- **LISTED ENTRIES**
──────

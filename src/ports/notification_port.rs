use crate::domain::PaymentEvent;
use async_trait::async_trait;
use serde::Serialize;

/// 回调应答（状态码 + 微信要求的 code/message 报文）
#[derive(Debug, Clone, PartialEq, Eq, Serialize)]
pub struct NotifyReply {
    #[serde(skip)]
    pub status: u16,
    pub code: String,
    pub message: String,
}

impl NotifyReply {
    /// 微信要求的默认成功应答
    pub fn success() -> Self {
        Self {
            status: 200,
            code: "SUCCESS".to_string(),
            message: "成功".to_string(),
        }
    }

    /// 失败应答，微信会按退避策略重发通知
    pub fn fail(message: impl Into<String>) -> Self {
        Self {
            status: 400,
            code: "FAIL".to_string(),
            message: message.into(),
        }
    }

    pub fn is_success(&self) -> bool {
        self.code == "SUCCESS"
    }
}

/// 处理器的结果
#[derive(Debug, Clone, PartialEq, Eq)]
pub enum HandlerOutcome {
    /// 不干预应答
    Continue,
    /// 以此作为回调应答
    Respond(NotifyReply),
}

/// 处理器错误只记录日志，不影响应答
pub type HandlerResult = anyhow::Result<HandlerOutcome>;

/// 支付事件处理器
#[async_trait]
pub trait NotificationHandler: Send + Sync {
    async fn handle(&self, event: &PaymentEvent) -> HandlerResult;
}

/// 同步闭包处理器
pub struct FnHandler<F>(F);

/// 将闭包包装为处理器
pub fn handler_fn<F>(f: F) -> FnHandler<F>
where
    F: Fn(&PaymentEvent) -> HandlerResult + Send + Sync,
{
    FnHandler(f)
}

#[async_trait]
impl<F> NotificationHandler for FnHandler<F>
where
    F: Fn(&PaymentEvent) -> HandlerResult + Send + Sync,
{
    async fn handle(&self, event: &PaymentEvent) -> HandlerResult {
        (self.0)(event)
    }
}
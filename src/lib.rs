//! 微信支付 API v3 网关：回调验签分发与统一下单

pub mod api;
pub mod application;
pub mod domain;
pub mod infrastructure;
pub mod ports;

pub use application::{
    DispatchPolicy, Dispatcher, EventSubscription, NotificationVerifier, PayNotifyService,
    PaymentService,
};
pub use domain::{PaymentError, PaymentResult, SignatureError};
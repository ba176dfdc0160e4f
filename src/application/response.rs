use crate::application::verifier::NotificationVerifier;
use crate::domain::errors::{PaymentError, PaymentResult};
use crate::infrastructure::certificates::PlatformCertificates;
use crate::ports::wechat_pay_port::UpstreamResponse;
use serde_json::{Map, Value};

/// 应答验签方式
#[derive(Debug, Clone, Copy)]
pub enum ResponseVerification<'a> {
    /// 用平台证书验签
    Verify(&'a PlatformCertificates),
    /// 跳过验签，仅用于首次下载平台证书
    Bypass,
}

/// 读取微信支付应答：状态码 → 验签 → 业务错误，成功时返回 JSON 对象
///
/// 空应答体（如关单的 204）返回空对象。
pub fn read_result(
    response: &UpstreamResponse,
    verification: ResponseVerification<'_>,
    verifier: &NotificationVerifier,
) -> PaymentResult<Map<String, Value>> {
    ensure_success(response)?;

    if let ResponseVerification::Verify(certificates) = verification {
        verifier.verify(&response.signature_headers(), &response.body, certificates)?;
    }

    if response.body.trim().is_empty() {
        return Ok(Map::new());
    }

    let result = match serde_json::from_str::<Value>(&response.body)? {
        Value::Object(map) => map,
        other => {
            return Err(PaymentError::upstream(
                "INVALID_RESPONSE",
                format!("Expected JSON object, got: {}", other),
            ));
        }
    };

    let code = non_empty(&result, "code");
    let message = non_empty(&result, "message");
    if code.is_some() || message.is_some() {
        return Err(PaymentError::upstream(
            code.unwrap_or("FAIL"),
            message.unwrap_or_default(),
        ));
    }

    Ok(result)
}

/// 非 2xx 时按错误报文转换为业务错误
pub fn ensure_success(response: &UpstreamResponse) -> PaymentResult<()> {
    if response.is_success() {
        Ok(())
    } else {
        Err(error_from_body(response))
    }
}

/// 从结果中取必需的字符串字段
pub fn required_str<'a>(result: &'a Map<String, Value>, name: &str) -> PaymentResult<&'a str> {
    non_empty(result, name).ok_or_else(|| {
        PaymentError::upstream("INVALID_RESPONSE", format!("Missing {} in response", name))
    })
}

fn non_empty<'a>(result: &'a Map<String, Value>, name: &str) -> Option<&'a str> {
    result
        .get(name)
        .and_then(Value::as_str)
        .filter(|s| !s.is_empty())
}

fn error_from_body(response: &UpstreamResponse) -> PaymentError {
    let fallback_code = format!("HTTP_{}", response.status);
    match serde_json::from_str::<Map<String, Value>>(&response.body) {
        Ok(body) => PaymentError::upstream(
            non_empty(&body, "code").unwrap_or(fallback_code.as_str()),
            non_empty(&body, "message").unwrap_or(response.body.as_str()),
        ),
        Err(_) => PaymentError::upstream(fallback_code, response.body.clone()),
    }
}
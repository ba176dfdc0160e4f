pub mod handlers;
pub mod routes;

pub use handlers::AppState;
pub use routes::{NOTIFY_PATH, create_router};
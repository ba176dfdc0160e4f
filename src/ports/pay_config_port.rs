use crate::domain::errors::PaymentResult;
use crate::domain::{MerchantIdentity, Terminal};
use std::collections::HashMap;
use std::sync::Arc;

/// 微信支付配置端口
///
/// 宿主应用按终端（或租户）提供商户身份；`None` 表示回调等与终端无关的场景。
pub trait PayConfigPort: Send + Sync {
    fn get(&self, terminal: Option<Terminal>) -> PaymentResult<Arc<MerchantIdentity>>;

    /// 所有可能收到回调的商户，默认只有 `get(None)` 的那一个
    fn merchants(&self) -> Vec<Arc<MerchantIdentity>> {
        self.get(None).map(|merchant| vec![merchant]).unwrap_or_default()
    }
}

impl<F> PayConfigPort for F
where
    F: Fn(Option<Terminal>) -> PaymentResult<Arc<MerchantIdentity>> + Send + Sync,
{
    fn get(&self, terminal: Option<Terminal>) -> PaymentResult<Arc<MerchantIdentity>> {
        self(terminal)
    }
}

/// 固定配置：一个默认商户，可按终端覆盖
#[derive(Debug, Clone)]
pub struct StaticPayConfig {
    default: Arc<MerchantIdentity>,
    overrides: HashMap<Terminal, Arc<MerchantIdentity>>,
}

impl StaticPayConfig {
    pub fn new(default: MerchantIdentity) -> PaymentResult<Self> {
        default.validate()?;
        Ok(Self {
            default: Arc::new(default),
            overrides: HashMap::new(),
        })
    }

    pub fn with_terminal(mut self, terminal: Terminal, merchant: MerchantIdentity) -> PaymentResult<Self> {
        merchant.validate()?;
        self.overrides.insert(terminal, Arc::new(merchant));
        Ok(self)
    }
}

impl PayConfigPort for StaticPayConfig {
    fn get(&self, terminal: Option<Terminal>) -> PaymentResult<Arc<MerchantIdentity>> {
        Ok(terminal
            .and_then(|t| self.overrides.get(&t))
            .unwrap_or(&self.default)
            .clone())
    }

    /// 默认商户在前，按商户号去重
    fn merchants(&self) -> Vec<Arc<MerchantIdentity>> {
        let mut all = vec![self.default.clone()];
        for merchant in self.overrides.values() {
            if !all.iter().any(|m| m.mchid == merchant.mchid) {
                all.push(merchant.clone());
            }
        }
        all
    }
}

──────

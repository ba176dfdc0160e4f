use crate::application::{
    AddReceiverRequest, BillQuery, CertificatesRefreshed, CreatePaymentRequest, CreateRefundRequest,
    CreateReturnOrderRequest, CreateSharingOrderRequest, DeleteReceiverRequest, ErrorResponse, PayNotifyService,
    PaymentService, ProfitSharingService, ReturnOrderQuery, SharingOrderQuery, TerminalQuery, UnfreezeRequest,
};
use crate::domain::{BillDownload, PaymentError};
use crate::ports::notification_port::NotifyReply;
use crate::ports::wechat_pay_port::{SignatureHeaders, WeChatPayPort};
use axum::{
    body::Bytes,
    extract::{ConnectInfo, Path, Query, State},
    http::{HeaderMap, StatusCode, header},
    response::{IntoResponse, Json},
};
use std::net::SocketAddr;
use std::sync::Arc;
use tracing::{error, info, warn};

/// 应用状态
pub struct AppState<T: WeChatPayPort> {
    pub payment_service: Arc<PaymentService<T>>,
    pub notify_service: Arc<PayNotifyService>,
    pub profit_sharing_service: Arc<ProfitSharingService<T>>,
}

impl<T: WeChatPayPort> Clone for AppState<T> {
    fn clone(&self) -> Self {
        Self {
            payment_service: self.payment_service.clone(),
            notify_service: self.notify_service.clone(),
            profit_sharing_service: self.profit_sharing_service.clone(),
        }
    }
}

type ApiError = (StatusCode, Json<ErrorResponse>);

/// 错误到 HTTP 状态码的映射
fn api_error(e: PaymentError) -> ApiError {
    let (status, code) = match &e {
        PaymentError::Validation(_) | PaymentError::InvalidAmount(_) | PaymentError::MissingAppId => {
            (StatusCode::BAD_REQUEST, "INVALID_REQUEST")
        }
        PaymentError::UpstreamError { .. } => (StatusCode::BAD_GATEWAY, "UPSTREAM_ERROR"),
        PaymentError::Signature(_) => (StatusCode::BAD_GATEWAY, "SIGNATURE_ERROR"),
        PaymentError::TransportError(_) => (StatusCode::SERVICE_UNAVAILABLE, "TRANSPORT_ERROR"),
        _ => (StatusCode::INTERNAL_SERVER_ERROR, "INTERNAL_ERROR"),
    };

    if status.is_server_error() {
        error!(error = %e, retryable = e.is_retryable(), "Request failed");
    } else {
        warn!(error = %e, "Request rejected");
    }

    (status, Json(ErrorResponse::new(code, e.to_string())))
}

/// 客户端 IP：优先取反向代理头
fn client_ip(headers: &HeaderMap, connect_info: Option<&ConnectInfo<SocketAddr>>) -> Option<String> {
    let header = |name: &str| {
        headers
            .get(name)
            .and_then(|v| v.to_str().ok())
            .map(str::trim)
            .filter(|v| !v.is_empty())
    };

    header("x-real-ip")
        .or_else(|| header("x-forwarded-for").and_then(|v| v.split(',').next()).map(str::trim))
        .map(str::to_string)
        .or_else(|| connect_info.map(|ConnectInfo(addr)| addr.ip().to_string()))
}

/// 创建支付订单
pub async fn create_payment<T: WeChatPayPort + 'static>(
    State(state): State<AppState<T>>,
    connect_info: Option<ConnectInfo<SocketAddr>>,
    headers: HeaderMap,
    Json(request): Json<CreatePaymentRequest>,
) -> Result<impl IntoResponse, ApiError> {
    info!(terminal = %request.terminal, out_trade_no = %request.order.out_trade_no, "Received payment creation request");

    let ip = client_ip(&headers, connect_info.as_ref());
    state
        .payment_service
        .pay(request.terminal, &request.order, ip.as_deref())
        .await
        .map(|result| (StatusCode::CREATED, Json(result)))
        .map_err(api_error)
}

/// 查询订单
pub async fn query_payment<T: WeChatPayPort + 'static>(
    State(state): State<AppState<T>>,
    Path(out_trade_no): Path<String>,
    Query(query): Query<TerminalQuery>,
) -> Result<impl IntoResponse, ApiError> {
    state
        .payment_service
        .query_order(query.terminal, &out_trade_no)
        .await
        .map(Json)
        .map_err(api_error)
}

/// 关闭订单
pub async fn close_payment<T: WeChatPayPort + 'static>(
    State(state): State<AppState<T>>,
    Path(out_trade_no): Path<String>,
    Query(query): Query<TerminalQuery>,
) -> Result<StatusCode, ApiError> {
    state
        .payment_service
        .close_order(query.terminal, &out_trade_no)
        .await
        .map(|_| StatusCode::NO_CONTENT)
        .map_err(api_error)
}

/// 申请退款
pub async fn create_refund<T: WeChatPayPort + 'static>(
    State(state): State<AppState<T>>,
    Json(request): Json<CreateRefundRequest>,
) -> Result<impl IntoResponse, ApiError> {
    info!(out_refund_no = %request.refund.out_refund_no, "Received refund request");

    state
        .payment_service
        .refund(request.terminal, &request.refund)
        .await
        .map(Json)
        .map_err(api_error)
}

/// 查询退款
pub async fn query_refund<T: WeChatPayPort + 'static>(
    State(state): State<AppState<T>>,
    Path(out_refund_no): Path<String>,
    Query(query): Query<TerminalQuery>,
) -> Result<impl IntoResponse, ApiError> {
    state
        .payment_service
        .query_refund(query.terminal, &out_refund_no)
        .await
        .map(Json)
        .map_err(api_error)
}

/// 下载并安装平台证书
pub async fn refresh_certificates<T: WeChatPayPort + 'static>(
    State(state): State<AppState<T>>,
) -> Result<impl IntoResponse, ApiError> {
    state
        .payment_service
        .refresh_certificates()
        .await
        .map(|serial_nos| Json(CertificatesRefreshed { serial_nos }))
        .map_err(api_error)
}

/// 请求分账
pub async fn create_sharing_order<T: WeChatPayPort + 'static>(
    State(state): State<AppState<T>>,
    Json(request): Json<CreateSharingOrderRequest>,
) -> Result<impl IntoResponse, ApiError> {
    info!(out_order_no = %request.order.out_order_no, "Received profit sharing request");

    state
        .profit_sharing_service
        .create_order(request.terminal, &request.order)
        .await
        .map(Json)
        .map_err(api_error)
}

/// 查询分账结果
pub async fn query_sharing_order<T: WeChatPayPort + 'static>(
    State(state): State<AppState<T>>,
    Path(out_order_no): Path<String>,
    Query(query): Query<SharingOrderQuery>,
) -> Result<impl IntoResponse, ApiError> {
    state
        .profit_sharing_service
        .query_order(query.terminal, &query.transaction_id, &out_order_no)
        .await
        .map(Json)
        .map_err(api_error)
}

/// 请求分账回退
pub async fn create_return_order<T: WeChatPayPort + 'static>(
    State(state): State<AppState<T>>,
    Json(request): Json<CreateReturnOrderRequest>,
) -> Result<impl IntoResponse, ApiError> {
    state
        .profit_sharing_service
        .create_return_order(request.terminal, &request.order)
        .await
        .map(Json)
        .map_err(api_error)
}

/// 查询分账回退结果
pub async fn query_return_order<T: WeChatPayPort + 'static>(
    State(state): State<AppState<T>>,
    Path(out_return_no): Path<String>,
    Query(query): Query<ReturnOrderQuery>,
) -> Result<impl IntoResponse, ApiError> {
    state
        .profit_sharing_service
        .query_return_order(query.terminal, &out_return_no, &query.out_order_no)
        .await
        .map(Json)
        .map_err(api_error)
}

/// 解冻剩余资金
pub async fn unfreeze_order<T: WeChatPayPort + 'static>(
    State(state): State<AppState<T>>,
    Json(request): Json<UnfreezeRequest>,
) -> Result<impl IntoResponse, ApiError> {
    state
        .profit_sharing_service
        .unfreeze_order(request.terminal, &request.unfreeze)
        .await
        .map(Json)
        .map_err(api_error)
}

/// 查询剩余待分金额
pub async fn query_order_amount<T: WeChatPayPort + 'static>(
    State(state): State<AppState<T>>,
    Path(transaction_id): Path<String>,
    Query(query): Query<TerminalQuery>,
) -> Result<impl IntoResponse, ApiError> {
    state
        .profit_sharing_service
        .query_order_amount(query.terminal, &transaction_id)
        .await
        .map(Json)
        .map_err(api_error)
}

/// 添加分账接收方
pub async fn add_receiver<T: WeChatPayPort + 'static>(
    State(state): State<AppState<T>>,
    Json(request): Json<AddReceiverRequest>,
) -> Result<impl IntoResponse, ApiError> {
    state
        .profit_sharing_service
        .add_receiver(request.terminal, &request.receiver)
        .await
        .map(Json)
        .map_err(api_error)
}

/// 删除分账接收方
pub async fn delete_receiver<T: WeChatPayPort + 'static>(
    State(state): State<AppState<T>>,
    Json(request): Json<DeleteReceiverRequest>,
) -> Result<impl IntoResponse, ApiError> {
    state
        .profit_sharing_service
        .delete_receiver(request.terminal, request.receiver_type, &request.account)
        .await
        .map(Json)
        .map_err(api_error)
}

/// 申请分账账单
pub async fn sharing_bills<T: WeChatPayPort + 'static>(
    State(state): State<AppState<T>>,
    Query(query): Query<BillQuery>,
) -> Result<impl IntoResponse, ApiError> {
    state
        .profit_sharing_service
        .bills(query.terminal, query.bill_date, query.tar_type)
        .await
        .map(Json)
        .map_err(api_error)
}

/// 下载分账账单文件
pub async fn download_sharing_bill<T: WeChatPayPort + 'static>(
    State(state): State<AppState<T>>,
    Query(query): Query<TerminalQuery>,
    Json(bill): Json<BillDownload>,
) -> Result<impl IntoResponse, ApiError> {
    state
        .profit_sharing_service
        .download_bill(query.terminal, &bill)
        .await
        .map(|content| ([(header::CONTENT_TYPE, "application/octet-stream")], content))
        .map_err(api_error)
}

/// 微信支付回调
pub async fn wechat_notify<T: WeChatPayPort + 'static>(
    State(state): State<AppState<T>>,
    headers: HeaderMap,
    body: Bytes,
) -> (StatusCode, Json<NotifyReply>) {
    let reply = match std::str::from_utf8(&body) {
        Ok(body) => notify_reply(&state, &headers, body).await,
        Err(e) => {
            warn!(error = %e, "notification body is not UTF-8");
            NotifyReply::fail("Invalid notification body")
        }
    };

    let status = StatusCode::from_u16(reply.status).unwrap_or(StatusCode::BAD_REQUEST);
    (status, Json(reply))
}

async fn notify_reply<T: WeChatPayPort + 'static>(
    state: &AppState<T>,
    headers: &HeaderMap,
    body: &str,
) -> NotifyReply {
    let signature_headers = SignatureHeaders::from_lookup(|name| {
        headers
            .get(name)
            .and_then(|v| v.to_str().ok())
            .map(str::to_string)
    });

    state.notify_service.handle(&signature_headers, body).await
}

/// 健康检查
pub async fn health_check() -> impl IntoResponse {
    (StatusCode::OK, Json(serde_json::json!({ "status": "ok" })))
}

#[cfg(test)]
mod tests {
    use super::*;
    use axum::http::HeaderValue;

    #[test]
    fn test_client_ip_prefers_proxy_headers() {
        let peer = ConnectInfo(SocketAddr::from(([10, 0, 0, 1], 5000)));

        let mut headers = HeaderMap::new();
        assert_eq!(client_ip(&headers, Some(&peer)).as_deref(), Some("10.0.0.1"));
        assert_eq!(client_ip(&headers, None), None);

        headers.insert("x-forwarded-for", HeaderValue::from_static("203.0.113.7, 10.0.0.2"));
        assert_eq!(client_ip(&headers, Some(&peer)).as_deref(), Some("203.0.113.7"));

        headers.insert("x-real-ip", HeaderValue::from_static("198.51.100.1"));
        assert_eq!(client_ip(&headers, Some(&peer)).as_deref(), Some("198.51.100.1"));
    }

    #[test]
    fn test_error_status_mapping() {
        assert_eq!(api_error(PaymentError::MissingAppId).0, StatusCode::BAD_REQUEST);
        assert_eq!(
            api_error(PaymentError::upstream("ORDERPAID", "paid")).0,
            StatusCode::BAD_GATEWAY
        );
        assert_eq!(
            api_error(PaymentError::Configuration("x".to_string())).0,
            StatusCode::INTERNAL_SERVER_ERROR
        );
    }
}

──────

- **TASK BRIEF**
In the listing above, transcribe exactly everything from the line containing "#[derive(Debug, Clone, PartialEq, Eq)]" down to the line containing "pub trait NotificationHandler: Send", including both and nothing more.

- **WRITTEN RESPONSE**
#[derive(Debug, Clone, PartialEq, Eq)]
pub enum HandlerOutcome {
    /// 不干预应答
    Continue,
    /// 以此作为回调应答
    Respond(NotifyReply),
}

/// 处理器错误只记录日志，不影响应答
pub type HandlerResult = anyhow::Result<HandlerOutcome>;

/// 支付事件处理器
#[async_trait]
pub trait NotificationHandler: Send + Sync {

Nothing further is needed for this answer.